Ant colony optimization and the minimum cut problem

  • Authors:
  • Timo Kötzing;Per Kristian Lehre;Frank Neumann;Pietro Simone Oliveto

  • Affiliations:
  • Max-Planck-Institut für Informatik, Saarbrücken, Germany;University of Birmingham, Birmingham, United Kingdom;Max-Planck-Institut für Informatik, Saarbrücken, Germany;University of Birmingham, Birmingham, United Kingdom

  • Venue:
  • Proceedings of the 12th annual conference on Genetic and evolutionary computation
  • Year:
  • 2010

Quantified Score

Hi-index 0.00

Visualization

Abstract

Ant Colony Optimization (ACO) is a powerful metaheuristic for solving combinatorial optimization problems. With this paper we contribute to the theoretical understanding of this kind of algorithm by investigating the classical minimum cut problem.
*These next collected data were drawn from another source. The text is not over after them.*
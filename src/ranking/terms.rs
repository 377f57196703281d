//! Distinct term sets
//!
//! Scoring is defined over sets, not multisets. Deduplication is its own step
//! here so that the intersection in [`TermSet::overlap`] can only ever count
//! each term once.

use rustc_hash::FxHashSet;

/// A set of distinct normalized terms
#[derive(Debug, Clone, Default, PartialEq, Eq)]
pub struct TermSet {
    terms: FxHashSet<String>,
}

impl TermSet {
    /// Collapse a token sequence into its distinct terms
    pub fn distinct<I>(tokens: I) -> Self
    where
        I: IntoIterator<Item = String>,
    {
        Self {
            terms: tokens.into_iter().collect(),
        }
    }

    /// Add one term; a repeat is ignored without allocating
    pub fn insert(&mut self, term: &str) {
        if !self.terms.contains(term) {
            self.terms.insert(term.to_owned());
        }
    }

    /// Number of distinct terms
    pub fn len(&self) -> usize {
        self.terms.len()
    }

    pub fn is_empty(&self) -> bool {
        self.terms.is_empty()
    }

    pub fn contains(&self, term: &str) -> bool {
        self.terms.contains(term)
    }

    pub fn iter(&self) -> impl Iterator<Item = &str> {
        self.terms.iter().map(String::as_str)
    }

    /// Cardinality of the intersection of two term sets.
    ///
    /// Probes the larger set with the members of the smaller one.
    pub fn overlap(&self, other: &TermSet) -> usize {
        let (small, large) = if self.len() <= other.len() {
            (self, other)
        } else {
            (other, self)
        };
        small.terms.iter().filter(|t| large.contains(t)).count()
    }
}

impl FromIterator<String> for TermSet {
    fn from_iter<I: IntoIterator<Item = String>>(iter: I) -> Self {
        Self::distinct(iter)
    }
}
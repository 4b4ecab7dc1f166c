//! API configuration.

/// API server configuration.
#[derive(Debug, Clone)]
pub struct ApiConfig {
    /// Server host
    pub host: String,
    /// Server port
    pub port: u16,
    /// CORS origins
    pub cors_origins: Vec<String>,
    /// Environment (development/production)
    pub environment: String,
}

impl Default for ApiConfig {
    fn default() -> Self {
        Self {
            host: "0.0.0.0".to_string(),
            port: 8000,
            cors_origins: vec!["*".to_string()],
            environment: "development".to_string(),
        }
    }
}

impl ApiConfig {
    /// Create config from environment variables.
    pub fn from_env() -> Self {
        Self {
            host: std::env::var("API_HOST").unwrap_or_else(|_| "0.0.0.0".to_string()),
            port: std::env::var("API_PORT")
                .ok()
                .and_then(|s| s.parse().ok())
                .unwrap_or(8000),
            cors_origins: std::env::var("CORS_ORIGINS")
                .map(|s| s.split(',').map(|s| s.trim().to_string()).collect())
                .unwrap_or_else(|_| vec!["*".to_string()]),
            environment: std::env::var("ENVIRONMENT").unwrap_or_else(|_| "development".to_string()),
        }
    }

    /// Check if running in production mode.
    pub fn is_production(&self) -> bool {
        self.environment.to_lowercase() == "production"
    }
}
//! Tier-2 recovery: pattern extraction from malformed completions.
//!
//! When a completion fails strict parsing (prose around the object, truncated
//! output, stray fences), each required field is located independently. Array
//! fragments are re-parsed as JSON; anything that still cannot be located is
//! replaced with a fixed default literal, never left empty.

use std::sync::LazyLock;

use regex::Regex;
use tubepost_models::ArticleRecord;

pub(crate) const DEFAULT_TITLE: &str = "Default Title";
pub(crate) const DEFAULT_CONTENT: &str = "Default Content";

static WHITESPACE: LazyLock<Regex> =
    LazyLock::new(|| Regex::new(r"\s+").expect("valid whitespace pattern"));
static TITLE: LazyLock<Regex> =
    LazyLock::new(|| Regex::new(r#""title"\s*:\s*"([^"]+)""#).expect("valid title pattern"));
static CONTENT: LazyLock<Regex> =
    LazyLock::new(|| Regex::new(r#""content"\s*:\s*"([^"]+)""#).expect("valid content pattern"));
static KEYWORDS: LazyLock<Regex> =
    LazyLock::new(|| Regex::new(r#""keywords"\s*:\s*\[(.*?)\]"#).expect("valid keywords pattern"));
static IMAGE_DESCRIPTIONS: LazyLock<Regex> = LazyLock::new(|| {
    Regex::new(r#""imageDescriptions"\s*:\s*\[(.*?)\]"#).expect("valid descriptions pattern")
});

pub(crate) fn default_keywords() -> Vec<String> {
    (1..=5).map(|i| format!("keyword{i}")).collect()
}

pub(crate) fn default_image_descriptions() -> Vec<String> {
    (1..=5).map(|i| format!("image {i}")).collect()
}

/// Recover an article record from a completion that failed strict parsing.
pub(crate) fn recover_article(raw: &str) -> ArticleRecord {
    // Collapse whitespace so field patterns work across line breaks.
    let cleaned = WHITESPACE.replace_all(raw.trim(), " ");

    let title = extract_string(&TITLE, &cleaned).unwrap_or_else(|| DEFAULT_TITLE.to_string());
    let content = extract_string(&CONTENT, &cleaned).unwrap_or_else(|| DEFAULT_CONTENT.to_string());
    let keywords = extract_array(&KEYWORDS, &cleaned).unwrap_or_else(default_keywords);
    let image_descriptions =
        extract_array(&IMAGE_DESCRIPTIONS, &cleaned).unwrap_or_else(default_image_descriptions);

    ArticleRecord::basic(title, content, keywords, image_descriptions)
}

fn extract_string(pattern: &Regex, text: &str) -> Option<String> {
    pattern
        .captures(text)
        .map(|c| c[1].replace("\\\"", "\""))
}

fn extract_array(pattern: &Regex, text: &str) -> Option<Vec<String>> {
    let inner = pattern.captures(text)?;
    serde_json::from_str(&format!("[{}]", &inner[1])).ok()
}
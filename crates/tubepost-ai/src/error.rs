//! Synthesis error types.

use thiserror::Error;

pub type AiResult<T> = Result<T, AiError>;

#[derive(Debug, Error)]
pub enum AiError {
    #[error("Completion provider returned {status}: {body}")]
    RequestFailed { status: u16, body: String },

    #[error("No content in completion response")]
    EmptyCompletion,

    #[error("Completion was not a valid article object: {0}")]
    MalformedCompletion(String),

    #[error("Network error: {0}")]
    Network(#[from] reqwest::Error),

    #[error("JSON error: {0}")]
    Json(#[from] serde_json::Error),
}
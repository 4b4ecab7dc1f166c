//! API middleware.

use std::time::Instant;

use axum::body::Body;
use axum::http::{HeaderValue, Request, Response};
use axum::middleware::Next;
use tower_http::cors::{Any, CorsLayer};
use tracing::info;
use uuid::Uuid;

/// Create CORS layer.
pub fn cors_layer(origins: &[String]) -> CorsLayer {
    use axum::http::{header, Method};

    let allowed_methods = [Method::GET, Method::POST, Method::OPTIONS];
    let allowed_headers = [header::CONTENT_TYPE, header::ACCEPT, header::ORIGIN];

    if origins.iter().any(|o| o == "*") {
        CorsLayer::new()
            .allow_methods(Any)
            .allow_headers(Any)
            .allow_origin(Any)
            .max_age(std::time::Duration::from_secs(600))
    } else {
        let origins: Vec<HeaderValue> = origins.iter().filter_map(|o| o.parse().ok()).collect();

        CorsLayer::new()
            .allow_methods(allowed_methods)
            .allow_headers(allowed_headers)
            .allow_origin(origins)
            .max_age(std::time::Duration::from_secs(600))
    }
}

/// Security headers middleware.
pub async fn security_headers(request: Request<Body>, next: Next) -> Response<Body> {
    let mut response = next.run(request).await;
    let headers = response.headers_mut();

    // All header values below are compile-time constants known to parse.
    headers.insert(
        "X-Content-Type-Options",
        "nosniff".parse().expect("valid header value"),
    );
    headers.insert("X-Frame-Options", "DENY".parse().expect("valid header value"));
    headers.insert(
        "Referrer-Policy",
        "strict-origin-when-cross-origin".parse().expect("valid header value"),
    );

    response
}

/// Request ID middleware.
pub async fn request_id(mut request: Request<Body>, next: Next) -> Response<Body> {
    let request_id = request
        .headers()
        .get("X-Request-ID")
        .and_then(|v| v.to_str().ok())
        .map(|s| s.to_string())
        .unwrap_or_else(|| Uuid::new_v4().to_string());

    request.extensions_mut().insert(request_id.clone());

    let mut response = next.run(request).await;

    if let Ok(header_value) = request_id.parse() {
        response.headers_mut().insert("X-Request-ID", header_value);
    }

    response
}

/// Request logging middleware.
pub async fn request_logging(request: Request<Body>, next: Next) -> Response<Body> {
    let method = request.method().clone();
    let uri = request.uri().clone();
    let start = Instant::now();

    let response = next.run(request).await;

    let status = response.status();
    let duration = start.elapsed();

    // Skip health check logging
    if uri.path() != "/health" && uri.path() != "/healthz" {
        info!(
            method = %method,
            uri = %uri,
            status = %status,
            duration_ms = %duration.as_millis(),
            "Request completed"
        );
    }

    response
}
An ACO algorithm similar to the one that was proved successful for the minimum spanning tree problem is studied. Using rigorous runtime analyses we show how the ACO algorithm behaves similarly to Karger and Stein's algorithm for the minimum cut problem as long as the use of pheromone values is limited. Hence optimal solutions are obtained in expected polynomial time. On the other hand, we show that high use of pheromones has a negative effect, and the ACO algorithm may get trapped in local optima resulting in an exponential runtime to obtain an optimal solution. This result indicates that ACO algorithms may be inappropriate for finding minimum cuts.